* **Aim of the exercise**
Say how many lines in the entries hold the word "when", and reply with that number only.

* **Exercise material**

//! Enrichment: fetch authoritative metadata per candidate and build records.
//!
//! Every candidate is processed independently with at most `workers` in
//! flight. For each one:
//!
//! 1. fetch metadata (bounded by `fetch_timeout`, no retries)
//! 2. duration band re-check against the authoritative length, when known
//! 3. precise age check against the upload instant, or apply the
//!    missing-instant policy when the source has none
//! 4. language filter over title and description
//! 5. text cleaning on the blocking pool, with a segmenter built for this
//!    item alone
//!
//! Any failure drops that candidate only; the outcome of the others is
//! unaffected. Records are either fully populated or absent.

use crate::config::{BodyMode, Config, MissingInstantPolicy};
use crate::error::{DropReason, MetadataError};
use crate::lang::{LanguageClassifier, is_foreign};
use crate::models::{CandidateRef, EnrichedRecord, VideoMetadata};
use crate::sources::MetadataSource;
use crate::text::{SegmenterFactory, clean_body, clean_title, tokenize_for_vector};
use crate::timing::precise_within_age;
use chrono::{DateTime, FixedOffset};
use futures::stream::{self, StreamExt};
use std::collections::BTreeMap;
use std::pin::pin;
use std::sync::Arc;
use tokio::time::timeout;
use tracing::{debug, error, info, instrument, warn};

/// Shared, read-only inputs for one enrichment run.
#[derive(Clone)]
pub struct Enrichment {
    pub config: Arc<Config>,
    pub classifier: Arc<dyn LanguageClassifier>,
    pub segmenters: SegmenterFactory,
    /// Reference instant for every age check in this run.
    pub now: DateTime<FixedOffset>,
}

/// Records that survived enrichment plus drop counts per reason.
#[derive(Debug, Default)]
pub struct EnrichmentOutcome {
    /// In completion order; one entry per candidate, `None` when dropped.
    pub results: Vec<Option<EnrichedRecord>>,
    pub drops: BTreeMap<DropReason, usize>,
}

impl EnrichmentOutcome {
    pub fn kept(&self) -> usize {
        self.results.iter().flatten().count()
    }

    pub fn dropped(&self) -> usize {
        self.drops.values().sum()
    }
}

impl Enrichment {
    /// Enrich one candidate, or name why it was dropped.
    #[instrument(level = "debug", skip_all, fields(locator = %candidate.locator))]
    pub async fn enrich<M: MetadataSource>(
        &self,
        source: &M,
        candidate: &CandidateRef,
    ) -> Result<EnrichedRecord, DropReason> {
        let metadata = timeout(self.config.fetch_timeout, source.fetch(&candidate.locator))
            .await
            .unwrap_or(Err(MetadataError::Timeout(self.config.fetch_timeout)))
            .map_err(|e| {
                warn!(locator = %candidate.locator, error = %e, "Metadata fetch failed");
                DropReason::Fetch
            })?;

        if let Some(secs) = metadata.length_seconds {
            if !(self.config.min_seconds..=self.config.max_seconds).contains(&secs) {
                debug!(locator = %candidate.locator, secs, "Length is outside the duration band");
                return Err(DropReason::Duration);
            }
        }

        match metadata.upload_instant {
            Some(instant) if !precise_within_age(&instant, &self.now, self.config.max_age) => {
                debug!(locator = %candidate.locator, %instant, "Upload is outside the age window");
                return Err(DropReason::TooOld);
            }
            Some(_) => {}
            None => match self.config.missing_instant {
                MissingInstantPolicy::Keep => {
                    warn!(locator = %candidate.locator, "No upload instant; keeping unfiltered");
                }
                MissingInstantPolicy::Drop => return Err(DropReason::MissingInstant),
            },
        }

        if is_foreign(
            self.classifier.as_ref(),
            &metadata.title,
            &metadata.description,
            self.config.target_language,
        ) {
            return Err(DropReason::ForeignLanguage);
        }

        let (cleaned_title, cleaned_description) = self.clean_text(&metadata).await.map_err(|e| {
            error!(locator = %candidate.locator, error = %e, "Text processing failed");
            DropReason::Processing
        })?;

        Ok(EnrichedRecord {
            key: candidate.key.clone(),
            locator: metadata
                .webpage_url
                .unwrap_or_else(|| candidate.locator.clone()),
            raw_title: metadata.title,
            cleaned_title,
            raw_description: metadata.description,
            cleaned_description,
            upload_instant: metadata.upload_instant,
            thumbnail_locator: metadata.thumbnail,
            view_count: metadata.view_count,
            id: None,
        })
    }

    /// Run the cleaners on the blocking pool. A panic inside surfaces as the
    /// join error.
    async fn clean_text(
        &self,
        metadata: &VideoMetadata,
    ) -> Result<(String, String), tokio::task::JoinError> {
        let title = metadata.title.clone();
        let description = metadata.description.clone();
        let body_mode = self.config.body_mode;
        let segmenters = Arc::clone(&self.segmenters);

        tokio::task::spawn_blocking(move || {
            let cleaned_title = clean_title(&title);
            let cleaned_description = match body_mode {
                BodyMode::Clean => clean_body(&description),
                BodyMode::Tokens => {
                    let mut segmenter = segmenters();
                    tokenize_for_vector(&description, segmenter.as_mut())
                }
            };
            (cleaned_title, cleaned_description)
        })
        .await
    }

    /// Enrich all candidates with bounded concurrency.
    #[instrument(level = "info", skip_all, fields(candidates = candidates.len(), workers = self.config.workers))]
    pub async fn enrich_all<M: MetadataSource>(
        &self,
        source: &M,
        candidates: &[CandidateRef],
    ) -> EnrichmentOutcome {
        let total = candidates.len();
        let mut outcome = EnrichmentOutcome::default();

        let mut completions = pin!(
            stream::iter(candidates)
                .map(|candidate| async move {
                    (candidate, self.enrich(source, candidate).await)
                })
                .buffer_unordered(self.config.workers.max(1))
        );

        while let Some((candidate, result)) = completions.next().await {
            match result {
                Ok(record) => {
                    outcome.results.push(Some(record));
                }
                Err(reason) => {
                    info!(locator = %candidate.locator, %reason, "Dropped candidate");
                    *outcome.drops.entry(reason).or_default() += 1;
                    outcome.results.push(None);
                }
            }
            info!(
                done = outcome.results.len(),
                total,
                kept = outcome.kept(),
                "Enrichment progress"
            );
        }

        outcome
    }
}
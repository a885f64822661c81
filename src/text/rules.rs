//! Ordered rewrite rules and the generic machinery that applies them.
//!
//! Every cleaning routine in [`crate::text`] is expressed as a table of
//! [`Step`]s consumed by [`apply_steps`], so the rule set is data: each rule can
//! be tested on its own and new rules slot in without touching control flow.

use once_cell::sync::Lazy;
use regex::Regex;

/// One rewrite in a cleaning table.
pub enum Step {
    /// Replace every match of the pattern with the replacement text.
    Replace(Regex, &'static str),
    /// Run a rewrite the regex engine cannot express (e.g. backreferences).
    Apply(fn(&str) -> String),
}

impl Step {
    /// Compile a replace step.
    ///
    /// Rule tables are static, so an invalid pattern is a programming error
    /// caught by the table tests.
    pub fn replace(pattern: &str, replacement: &'static str) -> Self {
        Step::Replace(compile(pattern), replacement)
    }

    /// Remove every match of the pattern.
    pub fn remove(pattern: &str) -> Self {
        Step::replace(pattern, "")
    }

    /// Replace every match of the pattern with a single space.
    pub fn blank(pattern: &str) -> Self {
        Step::replace(pattern, " ")
    }

    pub fn run(&self, text: &str) -> String {
        match self {
            Step::Replace(re, with) => re.replace_all(text, *with).into_owned(),
            Step::Apply(f) => f(text),
        }
    }
}

pub(crate) fn compile(pattern: &str) -> Regex {
    match Regex::new(pattern) {
        Ok(re) => re,
        Err(e) => panic!("invalid cleaning pattern {pattern:?}: {e}"),
    }
}

/// Apply a rule table in order.
pub fn apply_steps(steps: &[Step], text: &str) -> String {
    steps
        .iter()
        .fold(text.to_string(), |acc, step| step.run(&acc))
}

/// Upper bound on fixpoint passes. Real inputs settle in two or three, but
/// nested repeats (`가나나가`) peel one level per pass.
const MAX_PASSES: usize = 64;

/// Re-apply a single cleaning pass until the output stops changing.
///
/// Cleaning passes can expose new matches (removing an interjection can leave
/// two identical syllables adjacent), so a single pass is not idempotent. The
/// fixpoint is.
pub fn converge(text: &str, mut pass: impl FnMut(&str) -> String) -> String {
    let mut current = pass(text);
    for _ in 1..MAX_PASSES {
        let next = pass(&current);
        if next == current {
            return current;
        }
        current = next;
    }
    tracing::debug!(
        preview = %crate::utils::truncate_for_log(&current, 80),
        "Cleaning did not settle within pass limit"
    );
    current
}

/// Hangul syllables and vowel jamo that are dropped when repeated back to back.
fn is_repeatable_glyph(c: char) -> bool {
    ('가'..='힣').contains(&c) || ('ㅏ'..='ㅣ').contains(&c)
}

/// Remove runs of two or more identical Hangul syllables or vowel jamo.
///
/// This is the `([가-힣ㅏ-ㅣ])\1+` rewrite, which needs a backreference.
pub fn strip_repeated_glyphs(text: &str) -> String {
    let chars: Vec<char> = text.chars().collect();
    let mut out = String::with_capacity(text.len());
    let mut i = 0;
    while i < chars.len() {
        let c = chars[i];
        let mut j = i + 1;
        while j < chars.len() && chars[j] == c {
            j += 1;
        }
        if !(is_repeatable_glyph(c) && j - i >= 2) {
            out.extend(&chars[i..j]);
        }
        i = j;
    }
    out
}

static LAUGHTER_GLYPHS: Lazy<Regex> = Lazy::new(|| compile(r"[ㅋㅎㅠㅜ]{2,}"));
static WHITESPACE: Lazy<Regex> = Lazy::new(|| compile(r"\s+"));

/// Remove `ㅋㅋ`, `ㅠㅠ` style glyph spam.
pub fn strip_laughter(text: &str) -> String {
    LAUGHTER_GLYPHS.replace_all(text, "").into_owned()
}

/// Collapse whitespace runs to one space and trim both ends.
pub fn collapse_whitespace(text: &str) -> String {
    WHITESPACE.replace_all(text, " ").trim().to_string()
}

* **Answer**
4